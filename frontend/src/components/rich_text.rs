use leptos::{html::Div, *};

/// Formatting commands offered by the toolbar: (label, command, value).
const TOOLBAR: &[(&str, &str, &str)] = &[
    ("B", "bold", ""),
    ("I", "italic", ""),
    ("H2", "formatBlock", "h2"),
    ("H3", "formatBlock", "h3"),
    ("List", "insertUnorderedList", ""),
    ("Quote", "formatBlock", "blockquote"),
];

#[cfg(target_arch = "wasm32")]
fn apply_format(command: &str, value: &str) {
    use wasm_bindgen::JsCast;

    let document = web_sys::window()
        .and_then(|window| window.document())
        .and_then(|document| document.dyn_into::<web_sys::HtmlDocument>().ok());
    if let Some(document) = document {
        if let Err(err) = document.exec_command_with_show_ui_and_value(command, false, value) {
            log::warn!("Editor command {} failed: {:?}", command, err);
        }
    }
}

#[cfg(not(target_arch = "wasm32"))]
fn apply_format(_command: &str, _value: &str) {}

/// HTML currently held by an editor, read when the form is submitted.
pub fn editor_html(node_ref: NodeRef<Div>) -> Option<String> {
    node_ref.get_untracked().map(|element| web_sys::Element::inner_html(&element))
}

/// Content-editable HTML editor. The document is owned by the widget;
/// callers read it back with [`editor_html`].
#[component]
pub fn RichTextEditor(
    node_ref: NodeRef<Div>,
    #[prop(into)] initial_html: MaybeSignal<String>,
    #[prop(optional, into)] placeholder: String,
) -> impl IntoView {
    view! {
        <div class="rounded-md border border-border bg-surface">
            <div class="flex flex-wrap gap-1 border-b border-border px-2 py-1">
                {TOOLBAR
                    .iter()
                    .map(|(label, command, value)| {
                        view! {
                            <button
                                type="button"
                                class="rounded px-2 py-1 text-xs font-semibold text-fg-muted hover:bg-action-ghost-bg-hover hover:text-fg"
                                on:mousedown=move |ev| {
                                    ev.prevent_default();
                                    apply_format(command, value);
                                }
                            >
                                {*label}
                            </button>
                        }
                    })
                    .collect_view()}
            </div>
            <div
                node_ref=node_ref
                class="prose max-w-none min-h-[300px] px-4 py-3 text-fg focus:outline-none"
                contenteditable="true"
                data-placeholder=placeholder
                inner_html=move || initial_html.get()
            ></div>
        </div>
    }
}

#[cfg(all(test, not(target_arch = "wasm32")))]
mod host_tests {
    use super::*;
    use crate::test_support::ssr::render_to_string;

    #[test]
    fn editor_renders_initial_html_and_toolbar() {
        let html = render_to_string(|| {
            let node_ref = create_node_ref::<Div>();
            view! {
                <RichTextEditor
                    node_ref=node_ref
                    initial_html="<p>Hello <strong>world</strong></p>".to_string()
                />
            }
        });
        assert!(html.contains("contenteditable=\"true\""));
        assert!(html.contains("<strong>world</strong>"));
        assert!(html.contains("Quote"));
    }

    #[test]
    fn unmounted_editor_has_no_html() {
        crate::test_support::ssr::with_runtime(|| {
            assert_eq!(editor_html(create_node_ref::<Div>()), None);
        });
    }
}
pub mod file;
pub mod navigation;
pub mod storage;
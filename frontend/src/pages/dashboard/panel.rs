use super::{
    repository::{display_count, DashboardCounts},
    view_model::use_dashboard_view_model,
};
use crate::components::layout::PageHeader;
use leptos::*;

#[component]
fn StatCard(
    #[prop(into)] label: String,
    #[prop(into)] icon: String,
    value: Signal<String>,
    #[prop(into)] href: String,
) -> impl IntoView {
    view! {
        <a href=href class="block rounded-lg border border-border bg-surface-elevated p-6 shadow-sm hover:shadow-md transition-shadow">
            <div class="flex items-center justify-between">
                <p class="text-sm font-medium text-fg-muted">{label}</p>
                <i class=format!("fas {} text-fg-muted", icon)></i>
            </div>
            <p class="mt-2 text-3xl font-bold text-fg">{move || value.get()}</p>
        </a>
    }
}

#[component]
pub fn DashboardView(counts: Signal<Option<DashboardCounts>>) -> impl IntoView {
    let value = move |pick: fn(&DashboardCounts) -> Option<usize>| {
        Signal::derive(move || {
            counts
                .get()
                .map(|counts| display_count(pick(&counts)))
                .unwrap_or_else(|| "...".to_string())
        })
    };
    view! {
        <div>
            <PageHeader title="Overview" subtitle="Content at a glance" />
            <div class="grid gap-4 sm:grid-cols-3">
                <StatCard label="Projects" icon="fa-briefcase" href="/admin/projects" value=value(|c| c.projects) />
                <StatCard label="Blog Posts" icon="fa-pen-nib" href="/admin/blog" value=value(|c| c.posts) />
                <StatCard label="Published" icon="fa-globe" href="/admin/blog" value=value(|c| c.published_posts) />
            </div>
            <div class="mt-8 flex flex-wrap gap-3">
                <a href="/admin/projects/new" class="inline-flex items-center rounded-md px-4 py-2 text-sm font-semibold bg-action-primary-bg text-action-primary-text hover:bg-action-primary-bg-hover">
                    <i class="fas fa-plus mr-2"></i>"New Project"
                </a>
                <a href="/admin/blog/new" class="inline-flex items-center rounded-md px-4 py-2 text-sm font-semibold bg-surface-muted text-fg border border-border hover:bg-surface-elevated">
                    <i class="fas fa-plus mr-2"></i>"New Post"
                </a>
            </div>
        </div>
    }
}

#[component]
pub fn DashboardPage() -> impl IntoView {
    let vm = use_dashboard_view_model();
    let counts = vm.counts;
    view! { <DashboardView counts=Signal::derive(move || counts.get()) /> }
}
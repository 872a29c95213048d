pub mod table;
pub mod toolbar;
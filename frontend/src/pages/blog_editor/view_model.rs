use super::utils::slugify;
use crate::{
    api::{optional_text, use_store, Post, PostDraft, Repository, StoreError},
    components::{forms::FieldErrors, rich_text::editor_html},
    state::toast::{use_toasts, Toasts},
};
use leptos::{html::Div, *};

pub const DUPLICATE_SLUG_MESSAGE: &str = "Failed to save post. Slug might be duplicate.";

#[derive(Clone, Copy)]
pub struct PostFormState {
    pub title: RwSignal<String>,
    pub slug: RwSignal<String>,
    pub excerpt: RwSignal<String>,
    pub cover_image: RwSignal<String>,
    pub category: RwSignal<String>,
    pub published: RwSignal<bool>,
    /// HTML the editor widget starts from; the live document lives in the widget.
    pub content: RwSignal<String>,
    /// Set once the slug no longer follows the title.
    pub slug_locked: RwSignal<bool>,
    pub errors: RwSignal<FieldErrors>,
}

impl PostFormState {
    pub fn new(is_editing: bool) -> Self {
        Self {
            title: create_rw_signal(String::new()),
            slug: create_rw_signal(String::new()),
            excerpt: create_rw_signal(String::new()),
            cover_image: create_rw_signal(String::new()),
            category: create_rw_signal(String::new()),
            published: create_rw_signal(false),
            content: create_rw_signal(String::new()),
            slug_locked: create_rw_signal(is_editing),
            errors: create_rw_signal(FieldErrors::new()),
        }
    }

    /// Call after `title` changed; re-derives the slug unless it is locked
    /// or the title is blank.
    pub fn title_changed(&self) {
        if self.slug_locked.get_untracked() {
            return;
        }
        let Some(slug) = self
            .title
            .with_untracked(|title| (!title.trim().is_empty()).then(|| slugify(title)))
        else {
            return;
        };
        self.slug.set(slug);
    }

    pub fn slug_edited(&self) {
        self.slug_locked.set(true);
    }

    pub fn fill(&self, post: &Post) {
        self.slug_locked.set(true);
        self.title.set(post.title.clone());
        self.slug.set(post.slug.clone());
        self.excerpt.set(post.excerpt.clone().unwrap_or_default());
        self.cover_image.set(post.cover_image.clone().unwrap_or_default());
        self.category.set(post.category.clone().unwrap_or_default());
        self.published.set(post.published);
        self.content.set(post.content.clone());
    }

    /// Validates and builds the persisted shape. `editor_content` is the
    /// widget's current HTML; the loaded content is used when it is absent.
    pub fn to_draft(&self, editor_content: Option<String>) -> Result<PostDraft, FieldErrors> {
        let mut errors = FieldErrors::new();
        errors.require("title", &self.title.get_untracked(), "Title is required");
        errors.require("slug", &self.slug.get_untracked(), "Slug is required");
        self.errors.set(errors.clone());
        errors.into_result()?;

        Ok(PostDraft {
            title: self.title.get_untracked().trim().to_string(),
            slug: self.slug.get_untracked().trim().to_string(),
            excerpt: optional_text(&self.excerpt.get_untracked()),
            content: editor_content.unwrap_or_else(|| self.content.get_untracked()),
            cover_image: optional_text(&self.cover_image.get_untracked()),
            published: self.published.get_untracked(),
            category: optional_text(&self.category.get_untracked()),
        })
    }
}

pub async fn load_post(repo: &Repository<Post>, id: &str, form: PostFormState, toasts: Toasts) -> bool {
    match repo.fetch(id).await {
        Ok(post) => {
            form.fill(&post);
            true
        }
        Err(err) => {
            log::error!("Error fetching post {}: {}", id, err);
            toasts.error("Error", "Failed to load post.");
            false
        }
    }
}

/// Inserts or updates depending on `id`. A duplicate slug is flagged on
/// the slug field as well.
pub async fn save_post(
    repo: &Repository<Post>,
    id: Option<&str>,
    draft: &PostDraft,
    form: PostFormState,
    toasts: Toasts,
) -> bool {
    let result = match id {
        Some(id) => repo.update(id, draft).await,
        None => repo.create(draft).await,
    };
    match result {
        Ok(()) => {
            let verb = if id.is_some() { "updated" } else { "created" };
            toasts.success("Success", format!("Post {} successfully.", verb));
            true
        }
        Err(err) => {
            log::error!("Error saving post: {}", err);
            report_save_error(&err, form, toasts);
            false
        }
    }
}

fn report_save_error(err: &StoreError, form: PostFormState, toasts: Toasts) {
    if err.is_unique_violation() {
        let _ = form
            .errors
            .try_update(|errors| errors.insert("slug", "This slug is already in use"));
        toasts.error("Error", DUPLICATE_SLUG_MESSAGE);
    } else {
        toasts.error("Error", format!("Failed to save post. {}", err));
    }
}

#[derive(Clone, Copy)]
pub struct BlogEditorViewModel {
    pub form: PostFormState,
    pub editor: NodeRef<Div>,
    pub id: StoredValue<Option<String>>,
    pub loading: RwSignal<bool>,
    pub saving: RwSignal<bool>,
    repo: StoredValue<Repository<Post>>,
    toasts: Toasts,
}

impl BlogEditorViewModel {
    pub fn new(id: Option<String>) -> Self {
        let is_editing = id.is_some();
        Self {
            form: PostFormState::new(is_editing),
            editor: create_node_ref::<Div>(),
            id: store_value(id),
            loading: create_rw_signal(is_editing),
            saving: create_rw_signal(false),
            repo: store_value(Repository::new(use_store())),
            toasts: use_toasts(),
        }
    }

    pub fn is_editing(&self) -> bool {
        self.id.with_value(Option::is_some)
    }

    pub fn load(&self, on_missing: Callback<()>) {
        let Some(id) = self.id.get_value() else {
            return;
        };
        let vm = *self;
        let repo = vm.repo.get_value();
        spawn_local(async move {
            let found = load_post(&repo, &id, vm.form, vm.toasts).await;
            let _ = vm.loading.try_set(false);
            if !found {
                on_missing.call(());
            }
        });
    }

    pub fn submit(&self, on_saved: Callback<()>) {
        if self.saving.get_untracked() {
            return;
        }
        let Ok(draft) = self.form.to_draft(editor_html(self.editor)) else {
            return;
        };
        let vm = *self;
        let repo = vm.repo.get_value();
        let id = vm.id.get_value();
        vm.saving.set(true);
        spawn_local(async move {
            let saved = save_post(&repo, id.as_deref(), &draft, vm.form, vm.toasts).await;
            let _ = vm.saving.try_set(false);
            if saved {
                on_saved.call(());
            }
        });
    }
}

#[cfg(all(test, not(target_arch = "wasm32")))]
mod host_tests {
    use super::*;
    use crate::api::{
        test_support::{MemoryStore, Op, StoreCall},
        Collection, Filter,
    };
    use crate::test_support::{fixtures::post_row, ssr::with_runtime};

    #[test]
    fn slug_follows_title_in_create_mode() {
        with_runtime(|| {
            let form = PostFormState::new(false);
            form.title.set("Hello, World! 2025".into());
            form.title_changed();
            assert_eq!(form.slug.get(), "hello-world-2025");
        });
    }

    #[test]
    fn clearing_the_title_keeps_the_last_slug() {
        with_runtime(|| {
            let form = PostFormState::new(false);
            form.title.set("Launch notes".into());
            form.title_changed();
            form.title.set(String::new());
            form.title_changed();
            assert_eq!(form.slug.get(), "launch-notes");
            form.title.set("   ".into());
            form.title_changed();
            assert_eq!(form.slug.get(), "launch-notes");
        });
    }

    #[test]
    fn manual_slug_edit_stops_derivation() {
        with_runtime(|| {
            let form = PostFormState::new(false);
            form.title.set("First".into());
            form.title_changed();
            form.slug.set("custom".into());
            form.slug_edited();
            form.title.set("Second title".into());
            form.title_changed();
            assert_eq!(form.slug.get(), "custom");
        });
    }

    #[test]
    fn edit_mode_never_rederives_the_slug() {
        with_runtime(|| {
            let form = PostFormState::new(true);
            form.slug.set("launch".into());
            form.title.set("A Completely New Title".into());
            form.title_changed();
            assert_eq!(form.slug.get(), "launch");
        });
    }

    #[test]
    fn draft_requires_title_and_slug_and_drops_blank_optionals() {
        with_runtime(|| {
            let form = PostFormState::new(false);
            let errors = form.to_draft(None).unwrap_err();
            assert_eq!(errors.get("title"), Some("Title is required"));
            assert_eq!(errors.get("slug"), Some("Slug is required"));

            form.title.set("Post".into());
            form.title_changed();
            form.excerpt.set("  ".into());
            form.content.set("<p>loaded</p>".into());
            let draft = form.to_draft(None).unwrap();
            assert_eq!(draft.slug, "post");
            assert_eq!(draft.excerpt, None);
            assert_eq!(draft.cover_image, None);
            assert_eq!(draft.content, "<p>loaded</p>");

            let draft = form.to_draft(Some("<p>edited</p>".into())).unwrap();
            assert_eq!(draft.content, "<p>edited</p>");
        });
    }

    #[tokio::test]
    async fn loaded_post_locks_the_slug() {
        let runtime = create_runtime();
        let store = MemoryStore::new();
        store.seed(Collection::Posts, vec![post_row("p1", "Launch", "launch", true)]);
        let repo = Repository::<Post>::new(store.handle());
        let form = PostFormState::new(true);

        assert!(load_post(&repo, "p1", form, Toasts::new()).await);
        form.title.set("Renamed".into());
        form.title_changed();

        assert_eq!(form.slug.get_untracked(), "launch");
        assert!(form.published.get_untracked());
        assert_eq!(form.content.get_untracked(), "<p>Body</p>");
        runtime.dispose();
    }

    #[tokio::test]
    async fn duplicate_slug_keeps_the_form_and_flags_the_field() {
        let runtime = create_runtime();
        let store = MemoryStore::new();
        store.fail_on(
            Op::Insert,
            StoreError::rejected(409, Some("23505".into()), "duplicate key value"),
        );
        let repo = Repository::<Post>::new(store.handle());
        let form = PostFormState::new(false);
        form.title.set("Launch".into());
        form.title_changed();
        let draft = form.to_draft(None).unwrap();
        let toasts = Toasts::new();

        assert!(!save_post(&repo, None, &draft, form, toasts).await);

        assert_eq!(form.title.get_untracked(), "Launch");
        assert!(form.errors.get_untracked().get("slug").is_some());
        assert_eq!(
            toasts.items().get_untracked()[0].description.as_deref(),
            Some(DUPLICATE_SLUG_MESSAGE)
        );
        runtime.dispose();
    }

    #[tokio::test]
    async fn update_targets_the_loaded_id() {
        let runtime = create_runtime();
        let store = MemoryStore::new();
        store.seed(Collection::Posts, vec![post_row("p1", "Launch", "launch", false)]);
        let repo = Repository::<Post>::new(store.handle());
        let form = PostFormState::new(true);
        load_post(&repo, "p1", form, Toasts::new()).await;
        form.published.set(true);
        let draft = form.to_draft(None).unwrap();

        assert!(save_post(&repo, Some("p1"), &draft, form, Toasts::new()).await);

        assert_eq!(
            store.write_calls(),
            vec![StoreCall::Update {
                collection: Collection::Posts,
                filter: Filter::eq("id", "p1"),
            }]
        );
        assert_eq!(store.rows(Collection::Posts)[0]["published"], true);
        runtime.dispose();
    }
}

# [TASK OBJECTIVE]
The answer should be a single number: how many lines of the entries hold "RichTextEditor".

# [SOLUTION TO THIS PROBLEM]
2